Selon Washington, la résurgence du M23, soutenue par le Rwanda, a entraîné une augmentation inquiétante du trafic illégal des ressources naturelles. Des minerais de grande valeur, extraits dans des zones en conflit, sont exportés clandestinement, via certains pays voisins. Pour les États-Unis, cette situation ne peut plus durer.
« Ce conflit a aggravé l’exploitation illégale des minerais à l’Est de la RDC. Beaucoup de ces minerais sont vendus sur le marché international, alimentant ainsi un commerce illégal qui profite aux groupes armés », a déclaré la diplomate américaine.

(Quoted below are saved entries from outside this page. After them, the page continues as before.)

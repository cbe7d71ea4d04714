use sea_orm::entity::prelude::*;
use serde::{Deserialize, Serialize};

#[derive(Clone, Debug, PartialEq, Eq, DeriveEntityModel, Serialize, Deserialize)]
#[sea_orm(table_name = "products")]
pub struct Model {
    #[sea_orm(primary_key)]
    pub id: i64,
    pub name: String,
    #[sea_orm(column_type = "Text")]
    pub description: String,
    pub price: Decimal,
    pub stock: i32,
}

#[derive(Copy, Clone, Debug, EnumIter, DeriveRelation)]
pub enum Relation {
    #[sea_orm(has_many = "super::cart_items::Entity")]
    CartItems,
}

impl Related<super::cart_items::Entity> for Entity {
    fn to() -> RelationDef {
        Relation::CartItems.def()
    }
}

impl ActiveModelBehavior for ActiveModel {}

Face à cette menace, Kinshasa a déjà pris des mesures. Le ministre des Mines, Kizito Pakabombe, a signé un arrêté le 12 février 2025, classant certains sites miniers des territoires de Masisi (Nord-Kivu) et Kalehe (Sud-Kivu) en « zones rouges ». Concrètement, cela signifie que l’exploitation et le commerce de ces minerais sont désormais interdits.

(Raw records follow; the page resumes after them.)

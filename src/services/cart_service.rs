use crate::entities::{cart_items, carts, products};
use crate::error::{AppError, AppResult};
use crate::models::*;
use chrono::Utc;
use rust_decimal::Decimal;
use sea_orm::{
    ActiveModelTrait, ColumnTrait, DatabaseConnection, EntityTrait, IntoActiveModel, ModelTrait,
    QueryFilter, Set,
};

#[derive(Clone)]
pub struct CartService {
    pool: DatabaseConnection,
}

impl CartService {
    pub fn new(pool: DatabaseConnection) -> Self {
        Self { pool }
    }

    pub async fn get_cart(&self, user_id: i64) -> AppResult<CartResponse> {
        let cart = self.get_or_create_cart(user_id).await?;
        self.build_cart_response(cart).await
    }

    pub async fn add_item(&self, user_id: i64, req: AddCartItemRequest) -> AppResult<CartResponse> {
        if req.quantity <= 0 {
            return Err(AppError::ValidationError(
                "Quantity must be positive".to_string(),
            ));
        }

        let product = products::Entity::find_by_id(req.product_id)
            .one(&self.pool)
            .await?
            .ok_or_else(|| AppError::NotFound(format!("Product {} not found", req.product_id)))?;

        let cart = self.get_or_create_cart(user_id).await?;

        let existing = cart_items::Entity::find()
            .filter(cart_items::Column::CartId.eq(cart.id))
            .filter(cart_items::Column::ProductId.eq(req.product_id))
            .one(&self.pool)
            .await?;

        // Same product twice merges into one line instead of a second row.
        let new_quantity = match &existing {
            Some(item) => item.quantity + req.quantity,
            None => req.quantity,
        };
        if new_quantity > product.stock {
            return Err(AppError::ValidationError(format!(
                "Only {} of '{}' in stock",
                product.stock, product.name
            )));
        }

        match existing {
            Some(item) => {
                let mut model = item.into_active_model();
                model.quantity = Set(new_quantity);
                model.update(&self.pool).await?;
            }
            None => {
                cart_items::ActiveModel {
                    cart_id: Set(cart.id),
                    product_id: Set(req.product_id),
                    quantity: Set(new_quantity),
                    ..Default::default()
                }
                .insert(&self.pool)
                .await?;
            }
        }

        self.build_cart_response(cart).await
    }

    pub async fn update_item(
        &self,
        user_id: i64,
        item_id: i64,
        req: UpdateCartItemRequest,
    ) -> AppResult<CartResponse> {
        if req.quantity <= 0 {
            return Err(AppError::ValidationError(
                "Quantity must be positive".to_string(),
            ));
        }

        let cart = self.get_or_create_cart(user_id).await?;
        let item = self.find_cart_item(&cart, item_id).await?;

        let product = products::Entity::find_by_id(item.product_id)
            .one(&self.pool)
            .await?
            .ok_or_else(|| AppError::NotFound("Product no longer exists".to_string()))?;
        if req.quantity > product.stock {
            return Err(AppError::ValidationError(format!(
                "Only {} of '{}' in stock",
                product.stock, product.name
            )));
        }

        let mut model = item.into_active_model();
        model.quantity = Set(req.quantity);
        model.update(&self.pool).await?;

        self.build_cart_response(cart).await
    }

    pub async fn remove_item(&self, user_id: i64, item_id: i64) -> AppResult<CartResponse> {
        let cart = self.get_or_create_cart(user_id).await?;
        let item = self.find_cart_item(&cart, item_id).await?;
        item.delete(&self.pool).await?;
        self.build_cart_response(cart).await
    }

    pub async fn clear_cart(&self, user_id: i64) -> AppResult<()> {
        let cart = self.get_or_create_cart(user_id).await?;
        cart_items::Entity::delete_many()
            .filter(cart_items::Column::CartId.eq(cart.id))
            .exec(&self.pool)
            .await?;
        Ok(())
    }

    pub async fn get_or_create_cart(&self, user_id: i64) -> AppResult<carts::Model> {
        if let Some(cart) = carts::Entity::find()
            .filter(carts::Column::UserId.eq(user_id))
            .one(&self.pool)
            .await?
        {
            return Ok(cart);
        }

        let cart = carts::ActiveModel {
            user_id: Set(user_id),
            created_at: Set(Utc::now()),
            ..Default::default()
        }
        .insert(&self.pool)
        .await?;
        Ok(cart)
    }

    async fn find_cart_item(
        &self,
        cart: &carts::Model,
        item_id: i64,
    ) -> AppResult<cart_items::Model> {
        cart_items::Entity::find_by_id(item_id)
            .filter(cart_items::Column::CartId.eq(cart.id))
            .one(&self.pool)
            .await?
            .ok_or_else(|| AppError::NotFound(format!("Cart item {item_id} not found")))
    }

    async fn build_cart_response(&self, cart: carts::Model) -> AppResult<CartResponse> {
        let rows = cart_items::Entity::find()
            .filter(cart_items::Column::CartId.eq(cart.id))
            .find_also_related(products::Entity)
            .all(&self.pool)
            .await?;

        let mut items = Vec::with_capacity(rows.len());
        let mut total_price = Decimal::ZERO;
        for (item, product) in rows {
            let product = product
                .ok_or_else(|| AppError::InternalError("Cart item without product".to_string()))?;
            let subtotal = product.price * Decimal::from(item.quantity);
            total_price += subtotal;
            items.push(CartItemResponse {
                id: item.id,
                product: ProductResponse::from(product),
                quantity: item.quantity,
                subtotal,
            });
        }

        Ok(CartResponse {
            id: cart.id,
            items,
            total_price,
            created_at: cart.created_at,
        })
    }
}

Cette décision repose sur deux constats majeurs : d’abord, ces mines sont sous le contrôle d’acteurs illégaux, notamment des groupes armés et l’armée d’un pays voisin. Ensuite, les revenus générés par ces exploitations servent directement à financer la guerre et l’occupation de certaines régions congolaises.

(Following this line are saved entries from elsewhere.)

mod common;

use campus_backend::entities::{OrderStatus, Role};
use campus_backend::error::AppError;
use campus_backend::models::*;
use campus_backend::services::{AuthService, CartService, OrderService, ProductService};
use campus_backend::utils::JwtService;
use rust_decimal_macros::dec;
use sea_orm::DatabaseConnection;

fn store_services(
    pool: DatabaseConnection,
) -> (ProductService, CartService, OrderService, AuthService) {
    let jwt = JwtService::new("test-secret", 3600, 86400);
    (
        ProductService::new(pool.clone()),
        CartService::new(pool.clone()),
        OrderService::new(pool.clone()),
        AuthService::new(pool, jwt),
    )
}

async fn seed_user(auth: &AuthService, email: &str) -> i64 {
    auth.register(RegisterRequest {
        email: email.to_string(),
        username: "shopper".to_string(),
        full_name: "Jane Holloway".to_string(),
        password: "Password123".to_string(),
        role: Some(Role::Student),
        major: None,
    })
    .await
    .unwrap()
    .user
    .id
}

async fn seed_product(products: &ProductService, name: &str, stock: i32) -> ProductResponse {
    products
        .create_product(ProductRequest {
            name: name.to_string(),
            description: "Test item".to_string(),
            price: dec!(10.00),
            stock,
        })
        .await
        .unwrap()
}

#[tokio::test]
async fn adding_the_same_product_merges_quantities() {
    let pool = common::setup().await;
    let (products, carts, _, auth) = store_services(pool);

    let user_id = seed_user(&auth, "merge@example.edu").await;
    let product = seed_product(&products, "Keyboard", 10).await;

    carts
        .add_item(
            user_id,
            AddCartItemRequest {
                product_id: product.id,
                quantity: 2,
            },
        )
        .await
        .unwrap();
    let cart = carts
        .add_item(
            user_id,
            AddCartItemRequest {
                product_id: product.id,
                quantity: 3,
            },
        )
        .await
        .unwrap();

    assert_eq!(cart.items.len(), 1);
    assert_eq!(cart.items[0].quantity, 5);
    assert_eq!(cart.items[0].subtotal, dec!(50.00));
    assert_eq!(cart.total_price, dec!(50.00));
}

#[tokio::test]
async fn cart_quantity_cannot_exceed_stock() {
    let pool = common::setup().await;
    let (products, carts, _, auth) = store_services(pool);

    let user_id = seed_user(&auth, "stock@example.edu").await;
    let product = seed_product(&products, "Mouse", 3).await;

    let err = carts
        .add_item(
            user_id,
            AddCartItemRequest {
                product_id: product.id,
                quantity: 4,
            },
        )
        .await
        .unwrap_err();
    assert!(matches!(err, AppError::ValidationError(_)));

    // Merging past the ceiling is rejected too
    carts
        .add_item(
            user_id,
            AddCartItemRequest {
                product_id: product.id,
                quantity: 2,
            },
        )
        .await
        .unwrap();
    let err = carts
        .add_item(
            user_id,
            AddCartItemRequest {
                product_id: product.id,
                quantity: 2,
            },
        )
        .await
        .unwrap_err();
    assert!(matches!(err, AppError::ValidationError(_)));
}

#[tokio::test]
async fn checkout_with_an_empty_cart_is_rejected() {
    let pool = common::setup().await;
    let (_, _, orders, auth) = store_services(pool);

    let user_id = seed_user(&auth, "empty@example.edu").await;

    let err = orders
        .checkout(
            user_id,
            CreateOrderRequest {
                shipping_address: "12 Elm Street".to_string(),
            },
        )
        .await
        .unwrap_err();
    assert!(matches!(err, AppError::ValidationError(_)));
}

#[tokio::test]
async fn checkout_snapshots_items_decrements_stock_and_empties_the_cart() {
    let pool = common::setup().await;
    let (products, carts, orders, auth) = store_services(pool);

    let user_id = seed_user(&auth, "buyer@example.edu").await;
    let keyboard = seed_product(&products, "Keyboard", 10).await;
    let mouse = seed_product(&products, "Mouse", 5).await;

    carts
        .add_item(
            user_id,
            AddCartItemRequest {
                product_id: keyboard.id,
                quantity: 2,
            },
        )
        .await
        .unwrap();
    carts
        .add_item(
            user_id,
            AddCartItemRequest {
                product_id: mouse.id,
                quantity: 1,
            },
        )
        .await
        .unwrap();

    let order = orders
        .checkout(
            user_id,
            CreateOrderRequest {
                shipping_address: "12 Elm Street".to_string(),
            },
        )
        .await
        .unwrap();

    assert_eq!(order.status, OrderStatus::Pending);
    assert_eq!(order.total_price, dec!(30.00));
    assert_eq!(order.items.len(), 2);

    assert_eq!(products.get_product(keyboard.id).await.unwrap().stock, 8);
    assert_eq!(products.get_product(mouse.id).await.unwrap().stock, 4);

    let cart = carts.get_cart(user_id).await.unwrap();
    assert!(cart.items.is_empty());

    // Item snapshots survive later product edits
    products
        .update_product(
            keyboard.id,
            ProductRequest {
                name: "Keyboard v2".to_string(),
                description: "Renamed".to_string(),
                price: dec!(99.00),
                stock: 8,
            },
        )
        .await
        .unwrap();
    let fetched = orders.get_order(user_id, order.id).await.unwrap();
    assert_eq!(fetched.items[0].product_name, "Keyboard");
    assert_eq!(fetched.items[0].product_price, dec!(10.00));
}

#[tokio::test]
async fn failed_checkout_changes_nothing() {
    let pool = common::setup().await;
    let (products, carts, orders, auth) = store_services(pool);

    let user_id = seed_user(&auth, "atomic@example.edu").await;
    let product = seed_product(&products, "Monitor", 5).await;

    carts
        .add_item(
            user_id,
            AddCartItemRequest {
                product_id: product.id,
                quantity: 4,
            },
        )
        .await
        .unwrap();

    // Stock drops below the carted quantity before checkout
    products
        .update_product(
            product.id,
            ProductRequest {
                name: "Monitor".to_string(),
                description: "Test item".to_string(),
                price: dec!(10.00),
                stock: 2,
            },
        )
        .await
        .unwrap();

    let err = orders
        .checkout(
            user_id,
            CreateOrderRequest {
                shipping_address: "12 Elm Street".to_string(),
            },
        )
        .await
        .unwrap_err();
    assert!(matches!(err, AppError::ValidationError(_)));

    // No order, no stock change, the cart is intact
    let listed = orders
        .list_orders(user_id, &OrderQuery::default())
        .await
        .unwrap();
    assert!(listed.items.is_empty());
    assert_eq!(products.get_product(product.id).await.unwrap().stock, 2);
    assert_eq!(carts.get_cart(user_id).await.unwrap().items.len(), 1);
}

#[tokio::test]
async fn orders_are_private_to_their_owner() {
    let pool = common::setup().await;
    let (products, carts, orders, auth) = store_services(pool);

    let buyer = seed_user(&auth, "owner@example.edu").await;
    let stranger = seed_user(&auth, "stranger@example.edu").await;
    let product = seed_product(&products, "Webcam", 5).await;

    carts
        .add_item(
            buyer,
            AddCartItemRequest {
                product_id: product.id,
                quantity: 1,
            },
        )
        .await
        .unwrap();
    let order = orders
        .checkout(
            buyer,
            CreateOrderRequest {
                shipping_address: "12 Elm Street".to_string(),
            },
        )
        .await
        .unwrap();

    let err = orders.get_order(stranger, order.id).await.unwrap_err();
    assert!(matches!(err, AppError::NotFound(_)));
    assert!(
        orders
            .list_orders(stranger, &OrderQuery::default())
            .await
            .unwrap()
            .items
            .is_empty()
    );
}

#[tokio::test]
async fn product_validation_rejects_negatives() {
    let pool = common::setup().await;
    let (products, _, _, _) = store_services(pool);

    let err = products
        .create_product(ProductRequest {
            name: "Broken".to_string(),
            description: String::new(),
            price: dec!(-1.00),
            stock: 1,
        })
        .await
        .unwrap_err();
    assert!(matches!(err, AppError::ValidationError(_)));

    let err = products
        .create_product(ProductRequest {
            name: "Broken".to_string(),
            description: String::new(),
            price: dec!(1.00),
            stock: -1,
        })
        .await
        .unwrap_err();
    assert!(matches!(err, AppError::ValidationError(_)));
}

#[tokio::test]
async fn product_catalog_pages_and_filters() {
    let pool = common::setup().await;
    let (products, _, _, _) = store_services(pool);

    for i in 0..5 {
        seed_product(&products, &format!("Widget {i}"), 10).await;
    }
    seed_product(&products, "Gadget", 10).await;

    let page = products
        .list_products(&ProductQuery {
            name: Some("widget".to_string()),
            page: Some(1),
            per_page: Some(2),
        })
        .await
        .unwrap();
    assert_eq!(page.items.len(), 2);
    assert_eq!(page.pagination.total, 5);
    assert_eq!(page.pagination.total_pages, 3);
}

#[tokio::test]
async fn a_user_keeps_a_single_cart() {
    let pool = common::setup().await;
    let (products, carts, _, auth) = store_services(pool);

    let user_id = seed_user(&auth, "single@example.edu").await;

    // The first read creates the cart, later reads find the same one
    let empty = carts.get_cart(user_id).await.unwrap();
    assert!(empty.items.is_empty());

    let product = seed_product(&products, "Mouse", 5).await;
    carts
        .add_item(
            user_id,
            AddCartItemRequest {
                product_id: product.id,
                quantity: 1,
            },
        )
        .await
        .unwrap();

    let again = carts.get_cart(user_id).await.unwrap();
    assert_eq!(again.id, empty.id);
    assert_eq!(again.items.len(), 1);
}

Dans son dernier rapport, le Groupe d’experts de l’ONU a mis en lumière le soutien militaire et logistique qu’un État membre de la CIRGL apporte aux forces négatives opérant à l’Est du Congo. Parmi les territoires concernés, Masisi et Rutshuru sont particulièrement stratégiques : le M23 y a mis la main sur la production de coltan, un minerai clé pour l’industrie technologique mondiale.
D’après Bintou Keita, cheffe de la MONUSCO, le commerce du coltan issu de la région de Rubaya génère environ 300 000 dollars par mois pour le M23. De quoi financer largement leur guerre contre l’armée congolaise et asseoir leur domination sur ces territoires.
Si les États-Unis haussent le ton, c’est aussi pour encourager Kinshasa à mieux gérer ses ressources naturelles. Selon Bintou Keita, il est impératif de renforcer la transparence et la traçabilité des minerais congolais. Le gouvernement doit aussi investir dans la transformation locale des matières premières pour éviter que ces richesses ne tombent entre de mauvaises mains.